Not just Muslims, even Hindu Bengalis left out

- Sadiq Naqvi Syed.sadiq@htlive.com

GUWAHATI: A day after the complete draft of the National Register of Citizens in Assam was published, families and individual­s whose names do not feature on the list expressed a sense of disbelief at not being included in it, even as they expressed hope that they will still be able to prove their status.

Interestin­gly, the exclusions also have a fair share of Hindu Bengalis. Among them is the wife of Dilip Kumar Pal, the BJP legislator from Silchar and the former deputy speaker of the Assam Assembly.

But, Pal laughed at the exclusion saying the entire process Supreme Court monitored.

Pal’s family, like thousands of other Hindus fled to Barak Valley from East Pakistan fearing persecutio­n post partition. Pal said his wife Archana submitted all the documents that were needed for her inclusion in the NRC. “There are lakhs of people who are not there. More than 4 lakh in three Barak Valley districts alone,” he said.

She is not the only one. A similar confusion and disbelief greeted visitors to the Das household in Pandu, a settlement by the Brahmaputr­a river in Guwahati. “I was born here,” said Basanti Das, the 60-year-old mother. “We submitted refugee registrati­on card of my husband issued in 1956,” she added. Names of Basanti, daughter Jhumur, son-inlaw Pritish Chandra Das and their three children are not in the draft. However, she claimed that names of her husband’s other family members, who live in Goalpara were there in the list.

Around 20% of 51,000 applicatio­ns in Pandu have not found a place in the NRC list, said CK Baisya, a senior official at the Pandu NRC Nagrik Seva Kendra. “All kinds of people, Muslims, Bengali Hindus, Biharis are there who have not found a place (in the list),” he said.

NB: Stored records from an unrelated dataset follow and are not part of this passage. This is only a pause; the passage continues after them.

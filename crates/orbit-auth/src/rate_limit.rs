//! A keyed fixed-window rate limiter (§4.8).
//!
//! Key derivation (forwarded client IP, falling back to a bearer-token
//! suffix or user-agent prefix) is the caller's concern — this limiter
//! only ever sees the already-derived `(scope, key)` pair.

use std::time::{Duration, Instant};

use dashmap::DashMap;

/// Past this many tracked buckets, [`RateLimiter::check`] opportunistically
/// sweeps expired entries before inserting a new one (§4.8).
const GC_THRESHOLD: usize = 2000;

/// Per-scope admission limit.
#[derive(Debug, Clone, Copy)]
pub struct RateLimitConfig {
    pub max_requests: u32,
    pub window: Duration,
}

impl RateLimitConfig {
    #[must_use]
    pub fn new(max_requests: u32, window: Duration) -> Self {
        Self { max_requests, window }
    }
}

struct Bucket {
    count: u32,
    reset_at: Instant,
}

/// Outcome of an admission check.
#[derive(Debug, Clone, Copy, PartialEq, Eq)]
pub enum RateLimitResult {
    Allowed,
    Denied { retry_after: Duration },
}

impl RateLimitResult {
    #[must_use]
    pub fn is_allowed(self) -> bool {
        matches!(self, Self::Allowed)
    }
}

/// Fixed-window `(scope, key) -> (count, resetAt)` admission tracker.
#[derive(Default)]
pub struct RateLimiter {
    buckets: DashMap<(String, String), Bucket>,
}

impl RateLimiter {
    #[must_use]
    pub fn new() -> Self {
        Self::default()
    }

    /// Admit or deny one request against `(scope, key)`.
    ///
    /// On admission the bucket's count is incremented (opening a fresh
    /// window first if the previous one expired). On exhaustion the
    /// caller gets back how long until the window resets, for a
    /// `retry-after` header.
    pub fn check(&self, scope: &str, key: &str, config: RateLimitConfig) -> RateLimitResult {
        if self.buckets.len() > GC_THRESHOLD {
            self.gc();
        }

        let now = Instant::now();
        let entry_key = (scope.to_string(), key.to_string());
        let mut bucket = self.buckets.entry(entry_key).or_insert_with(|| Bucket { count: 0, reset_at: now + config.window });

        if bucket.reset_at <= now {
            bucket.count = 0;
            bucket.reset_at = now + config.window;
        }

        if bucket.count >= config.max_requests {
            return RateLimitResult::Denied { retry_after: bucket.reset_at.saturating_duration_since(now) };
        }

        bucket.count += 1;
        RateLimitResult::Allowed
    }

    fn gc(&self) {
        let now = Instant::now();
        self.buckets.retain(|_, bucket| bucket.reset_at > now);
    }
}

#[cfg(test)]
mod tests {
    use super::*;

    #[test]
    fn admits_up_to_the_configured_max_then_denies() {
        let limiter = RateLimiter::new();
        let config = RateLimitConfig::new(2, Duration::from_secs(60));

        assert_eq!(limiter.check("uploads/new", "client-a", config), RateLimitResult::Allowed);
        assert_eq!(limiter.check("uploads/new", "client-a", config), RateLimitResult::Allowed);
        assert!(!limiter.check("uploads/new", "client-a", config).is_allowed());
    }

    #[test]
    fn scopes_and_keys_are_independent() {
        let limiter = RateLimiter::new();
        let config = RateLimitConfig::new(1, Duration::from_secs(60));

        assert!(limiter.check("uploads/new", "client-a", config).is_allowed());
        assert!(limiter.check("uploads/new", "client-b", config).is_allowed());
        assert!(limiter.check("admin/pair/new", "client-a", config).is_allowed());
    }

    #[test]
    fn window_reopens_once_it_elapses() {
        let limiter = RateLimiter::new();
        let config = RateLimitConfig::new(1, Duration::from_millis(20));

        assert!(limiter.check("uploads/new", "client-a", config).is_allowed());
        assert!(!limiter.check("uploads/new", "client-a", config).is_allowed());

        std::thread::sleep(Duration::from_millis(30));
        assert!(limiter.check("uploads/new", "client-a", config).is_allowed());
    }

    #[test]
    fn denied_retry_after_is_bounded_by_the_window() {
        let limiter = RateLimiter::new();
        let config = RateLimitConfig::new(1, Duration::from_secs(30));

        limiter.check("uploads/new", "client-a", config);
        let result = limiter.check("uploads/new", "client-a", config);
        match result {
            RateLimitResult::Denied { retry_after } => assert!(retry_after <= Duration::from_secs(30)),
            RateLimitResult::Allowed => panic!("expected denial"),
        }
    }
}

There is reason for this, explained the state’s top official in charge of the NRC. “Every individual in the family has to prove his link to the legacy person through a proper document,” said Prateek Hajela, the state coordinato­r of the NRC. “It may be the case that one person has submitted a correct document while the other family member has not,” he added. “Claims and objections will be a more expansive exercise,” he said .

That Supreme Court said the list published on Monday cannot be the basis for any coercive action by any authority. “What has been published is a complete draft NRC. It can’t be the basis for any action by any authority,” said a bench of Justice Ranjan Gogoi and Justice Rohinton Fali Nariman as Attorney General KK Venugopal pointed to the magnitude of the problem.